La solitudine uno la immagina nei quartieri bassi, a Forcella, alla Sanità, ai Quartieri spagnoli, oppure nell’incandescente e desolato “hinterland” che non ha nemmeno l’onore, a volte, di essere considerato Napoli.

Ed effettivamente cresce maggiormente nelle case piccole, nei micro appartamentini affollati, tra le famiglie numerose, le persone anziane, i malati, i poveri; ma non è meno solitudine la solitudine a Posillipo, al Vomero, all’Arenella, anche se si allunga minacciosa in grandi case borghesi, magari vuote, perché ci si è separati, o i figli sono andati via, oppure, semplicemente, perché non si ha più nessuno con cui parlare, e la vita è scandita da riti mesti e solitari. 

È difficile parlare di solitudine a Napoli, perché questa deve essere, finanche contro la sua volontà, la città della coralità, dei corpi affollati, delle famiglie numerose, delle calche; e invece no, non basta negarla per non vederla, la solitudine, sopratutto in agosto, quando sembra che tutto il mondo sia felice.

Appena più in là ci sono infatti i paradisi dei ricchi: ci sono Capri, Ischia, la Costiera Amalfitana, e quando si è soli si pensa alle loro feste, alle coppie che si baciano, alle famiglie raccolte in un ristorante di lusso. E fa male, perché chi è felice te la sbatte pure in faccia, la sua felicità.
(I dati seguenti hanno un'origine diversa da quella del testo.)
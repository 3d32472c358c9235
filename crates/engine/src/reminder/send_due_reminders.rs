use crate::shared::usecase::UseCase;
use courtside_domain::{PushTarget, Reminder};
use courtside_infra::{CourtsideContext, PushPayload};
use tracing::{error, info, warn};

/// One pass over every reminder whose effective due instant has arrived,
/// using a single `now` snapshot for the whole pass.
///
/// Delivery is best-effort and independent per target. The reminder's own
/// advancement is committed after the delivery attempts, so a crash in
/// between re-fires the reminder on the next pass: duplicates are possible,
/// lost transitions are not.
#[derive(Debug)]
pub struct SendDueRemindersUseCase;

#[derive(Debug, Default, PartialEq)]
pub struct ReminderPassSummary {
    pub fired: usize,
    pub deliveries: usize,
    pub delivery_failures: usize,
}

#[derive(Debug)]
pub enum UseCaseError {
    StorageError,
}

#[async_trait::async_trait]
impl UseCase for SendDueRemindersUseCase {
    type Response = ReminderPassSummary;
    type Error = UseCaseError;

    const NAME: &'static str = "SendDueReminders";

    async fn execute(&mut self, ctx: &CourtsideContext) -> Result<Self::Response, Self::Error> {
        let now = ctx.sys.get_timestamp_millis();

        let due = ctx.repos.reminders.find_due(now).await.map_err(|e| {
            error!("Unable to scan due reminders: {:?}", e);
            UseCaseError::StorageError
        })?;
        let mut summary = ReminderPassSummary::default();
        if due.is_empty() {
            return Ok(summary);
        }
        info!("Found {} due reminders", due.len());

        let targets = ctx.repos.push_targets.find_all().await.map_err(|e| {
            error!("Unable to load push targets: {:?}", e);
            UseCaseError::StorageError
        })?;
        if ctx.push.is_none() || targets.is_empty() {
            warn!("No push transport or targets available; due reminders advance without delivery");
        }

        for reminder in due {
            summary.fired += 1;
            self.deliver_to_targets(&reminder, &targets, ctx, &mut summary)
                .await;

            let mut advanced = reminder;
            advanced.advance_after_fire();
            if let Err(e) = ctx.repos.reminders.save(&advanced).await {
                // Not advanced: the reminder fires again next pass, which
                // the at-least-once contract allows.
                error!("Unable to advance reminder {}: {:?}", advanced.id, e);
            }
        }
        Ok(summary)
    }
}

impl SendDueRemindersUseCase {
    async fn deliver_to_targets(
        &self,
        reminder: &Reminder,
        targets: &[PushTarget],
        ctx: &CourtsideContext,
        summary: &mut ReminderPassSummary,
    ) {
        let dispatcher = match &ctx.push {
            Some(dispatcher) => dispatcher,
            None => return,
        };

        let payload = PushPayload {
            title: "Courtside Reminder".into(),
            body: reminder.body.clone(),
            session_id: reminder.session_id.clone(),
            user_id: reminder.user_id.clone(),
        };

        // Owned reminders can be scoped to the owner's targets; everything
        // else fans out globally.
        let scoped_owner = if ctx.config.scope_push_to_owner {
            reminder.user_id.as_ref()
        } else {
            None
        };

        for target in targets {
            if let Some(owner_id) = scoped_owner {
                if target.user_id.as_ref() != Some(owner_id) {
                    continue;
                }
            }
            match dispatcher.deliver(target, &payload).await {
                Ok(()) => summary.deliveries += 1,
                Err(e) => {
                    warn!(
                        "Push delivery to {} failed for reminder {}: {:?}",
                        target.endpoint, reminder.id, e
                    );
                    summary.delivery_failures += 1;
                }
            }
        }
    }
}
mod inmemory;

use courtside_domain::{Contest, ID};
pub use inmemory::InMemoryContestRepo;

#[async_trait::async_trait]
pub trait IContestRepo: Send + Sync {
    async fn insert(&self, contest: &Contest) -> anyhow::Result<()>;
    async fn save(&self, contest: &Contest) -> anyhow::Result<()>;
    async fn find(&self, contest_id: &ID) -> Option<Contest>;
    /// All contests not yet in `Finished` status.
    async fn find_unfinished(&self) -> anyhow::Result<Vec<Contest>>;
}
mod inmemory;

use courtside_domain::{Reminder, ID};
pub use inmemory::InMemoryReminderRepo;

#[async_trait::async_trait]
pub trait IReminderRepo: Send + Sync {
    async fn insert(&self, reminder: &Reminder) -> anyhow::Result<()>;
    async fn save(&self, reminder: &Reminder) -> anyhow::Result<()>;
    async fn find(&self, reminder_id: &ID) -> Option<Reminder>;
    /// Enabled, untriggered reminders whose effective due instant is at or
    /// before `now`.
    async fn find_due(&self, now: i64) -> anyhow::Result<Vec<Reminder>>;
    async fn delete(&self, reminder_id: &ID) -> Option<Reminder>;
}
use tracing::{subscriber::set_global_default, Subscriber};
use tracing_bunyan_formatter::{BunyanFormattingLayer, JsonStorageLayer};
use tracing_log::LogTracer;
use tracing_subscriber::{layer::SubscriberExt, EnvFilter, Registry};

/// Compose the tracing subscriber: env-filter plus bunyan-formatted JSON
/// lines on stdout.
pub fn get_subscriber(name: String, env_filter: String) -> impl Subscriber + Send + Sync {
    let env_filter =
        EnvFilter::try_from_default_env().unwrap_or_else(|_| EnvFilter::new(env_filter));
    let formatting_layer = BunyanFormattingLayer::new(name, std::io::stdout);
    Registry::default()
        .with(env_filter)
        .with(JsonStorageLayer)
        .with(formatting_layer)
}

/// Register the subscriber globally and redirect `log` records into it.
/// Should only be called once.
pub fn init_subscriber(subscriber: impl Subscriber + Send + Sync) {
    LogTracer::init().expect("Failed to set logger");
    set_global_default(subscriber).expect("Failed to set subscriber");
}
I poveri sono più poveri, in agosto; e anche i malati sono più malati. Il maggior numero di telefonate al pronto soccorso, in agosto, arriva dagli anziani. Sono disperati, si sentono male, ma non hanno bisogno di flebo e di medicine, ma di amore – ma l’amore non si trova, al pronto soccorso. Nella città della commedia e del sole il dolore si deve nascondere, seppellirlo con una risata. Ma Napoli è stanca di maschere e di finte risate, e sente il bisogno di svelarsi nella sua nuda normalità. I condomini moderni non sono più i vicoli colorati e festosi di Giuseppe Marotta, anche se i turisti vengono e non vogliono altro che rivivere per qualche giorno un finto racconto bozzettistico di Marotta. Pure questo è normalità: ammettere la solitudine e uno spaesamento “moderno” nella città corale. In questi giorni chi al Comune si occupa di anziani e di bambini non accompagnati è in giro per rendere meno dolorosi i morsi della solitudine. Per non parlare dei volontari e della Comunità di Sant’Egidio, che a Ferragosto ha dato un pranzo e una cena a chi non ha nessuno. Le cronache raccontano molto le feste e gli eventi blasonati delle persone note che affollano le Isole e la Costiera, ma poco raccontano quanti portano una carezza, una medicina, un pasto a chi – ripeto, dal Vomero a piazza Garibaldi – è nella trincea dell’infelicità. È difficile ammettere di stare male nella città dell’eterna giovinezza, della risata e dell’erotismo viscerale. Non è “cosa di niente”, questo dolore. È cosa vera e dolorosa. Ammetterlo è non solo un diritto, ma una liberatoria emancipazione da chi continua a vedere Napoli ferma a Di Giacomo e Marotta.